Producer: Paulina Smolinski

MICHAEL MORELL: Welcome to Intelligence Matters, it is great to have you on the show.

WILL WECHSLER: Thank you very much for having me. 

MICHAEL MORELL: I should mention that I am on the board of the Atlantic Council, which is where you currently serve. Full transparency here to my listeners. I think that's important. Will, this episode is part of a series of episodes that we're doing between now and the inauguration on the key national security issues that we are facing as a nation and that President-Elect Biden will face. We started the conversation with H.R. McMaster, who gave us an overview of what's going on in the world. We've now done episodes on both China and North Korea. Today with you, we turn to the Middle East.

Let me start by by asking you to explain why the Middle East is still important to the United States, even though we are now, as a nation, energy independent?
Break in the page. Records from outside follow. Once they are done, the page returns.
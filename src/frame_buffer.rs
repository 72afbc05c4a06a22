use crate::frame::FrameData;
use parking_lot::Mutex;
use std::collections::VecDeque;
use std::sync::atomic::{AtomicU64, Ordering};
use std::time::Duration;
use tokio::sync::Notify;
use tracing::{debug, trace};

/// Bounded hand-off queue between a capture loop and a processing loop.
///
/// The buffer prioritizes freshness over completeness: `push` never blocks
/// the producer and evicts the oldest frame when the buffer is full, so the
/// consumer always sees the most recent frames the camera produced.
pub struct FrameBuffer {
    slots: Mutex<VecDeque<FrameData>>,
    notify: Notify,
    capacity: usize,
    stats: FrameBufferStats,
}

/// Statistics for frame buffer monitoring
#[derive(Debug)]
pub struct FrameBufferStats {
    /// Total frames pushed into the buffer
    pub frames_pushed: AtomicU64,
    /// Total frames handed to the consumer
    pub frames_popped: AtomicU64,
    /// Frames evicted because the buffer was full
    pub frames_dropped: AtomicU64,
}

impl FrameBufferStats {
    fn new() -> Self {
        Self {
            frames_pushed: AtomicU64::new(0),
            frames_popped: AtomicU64::new(0),
            frames_dropped: AtomicU64::new(0),
        }
    }

    /// Get current statistics as a snapshot
    pub fn snapshot(&self) -> FrameBufferStatsSnapshot {
        FrameBufferStatsSnapshot {
            frames_pushed: self.frames_pushed.load(Ordering::Relaxed),
            frames_popped: self.frames_popped.load(Ordering::Relaxed),
            frames_dropped: self.frames_dropped.load(Ordering::Relaxed),
        }
    }
}

/// Snapshot of frame buffer statistics
#[derive(Debug, Clone)]
pub struct FrameBufferStatsSnapshot {
    pub frames_pushed: u64,
    pub frames_popped: u64,
    pub frames_dropped: u64,
}

impl FrameBuffer {
    /// Create a new frame buffer with the given capacity.
    ///
    /// # Panics
    /// Panics if `capacity` is 0.
    pub fn new(capacity: usize) -> Self {
        if capacity == 0 {
            panic!("Frame buffer capacity must be greater than 0");
        }

        debug!("Created frame buffer with capacity {}", capacity);

        Self {
            slots: Mutex::new(VecDeque::with_capacity(capacity)),
            notify: Notify::new(),
            capacity,
            stats: FrameBufferStats::new(),
        }
    }

    /// Push a frame without blocking, evicting the oldest entry when full.
    pub fn push(&self, frame: FrameData) {
        {
            let mut slots = self.slots.lock();
            if slots.len() == self.capacity {
                slots.pop_front();
                self.stats.frames_dropped.fetch_add(1, Ordering::Relaxed);
                trace!("Frame buffer full, dropped oldest frame");
            }
            slots.push_back(frame);
        }
        self.stats.frames_pushed.fetch_add(1, Ordering::Relaxed);
        self.notify.notify_one();
    }

    /// Wait up to `wait` for a frame; `None` on timeout is non-fatal and the
    /// caller simply retries on its next iteration.
    pub async fn pop(&self, wait: Duration) -> Option<FrameData> {
        let waiter = tokio::time::timeout(wait, async {
            loop {
                if let Some(frame) = self.take() {
                    return frame;
                }
                self.notify.notified().await;
            }
        });

        match waiter.await {
            Ok(frame) => Some(frame),
            // A frame may have landed between the timeout firing and now
            Err(_) => self.take(),
        }
    }

    /// Non-blocking pop of the oldest frame.
    pub fn try_pop(&self) -> Option<FrameData> {
        self.take()
    }

    fn take(&self) -> Option<FrameData> {
        let frame = self.slots.lock().pop_front();
        if frame.is_some() {
            self.stats.frames_popped.fetch_add(1, Ordering::Relaxed);
        }
        frame
    }

    /// Number of frames currently buffered.
    pub fn len(&self) -> usize {
        self.slots.lock().len()
    }

    pub fn is_empty(&self) -> bool {
        self.slots.lock().is_empty()
    }

    /// Get the configured capacity
    pub fn capacity(&self) -> usize {
        self.capacity
    }

    /// Get current buffer statistics
    pub fn stats(&self) -> FrameBufferStatsSnapshot {
        self.stats.snapshot()
    }
}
WILL WECHSLER: U.S. policies change and presidents change, but our interests remain stable or at least long lasting until there are deep changes. One of those deep changes that has happened is that the United States, thanks to a fracking revolution, has become an exporter of oil instead of an importer of oil. That's a real change and that has important implications. However, that change can be overstated as well.

What it really does mean is that, in the absolute worst scenarios, nobody can do to us what we did to Japan before World War Two, which is cut off our source of energy in context of a war. If worse comes to worse, we can go to autarchy. We can produce the energy that we need, at least the oil that we need, in the United States. That's a really good thing. But that doesn't mean that the United States is isolated from the world. It doesn't mean that the price of oil and energy and gas in the world doesn't affect the United States. The reality is that price is a global price and that price is not just dependent on US production. US energy producers do not give Americans a discount for being Americans. American consumers do not pay more for gas when it's produced in the United States. This is a global market. 

The reality is that a very significant proportion of all that energy still comes out of the Middle East. Because of the nature of the sources of energy in the Middle East. Saudi Arabia still is the swing producer and has very disproportionate impact on those global energy prices. We saw that recently when because of a dispute between Saudi Arabia and Russia, Saudi Arabia decided to push energy prices into negative territory. Something that we have never seen. Thus, demonstrating their clout and their power in the world. These are realities in the world and realities that the United States policies have to take account for.

MICHAEL MORELL: Are there other reasons why the Middle East is important? One of our key allies, Israel, sits right in the middle of it. Sources of extremism, refugees. Are there other reasons why we need to pay attention?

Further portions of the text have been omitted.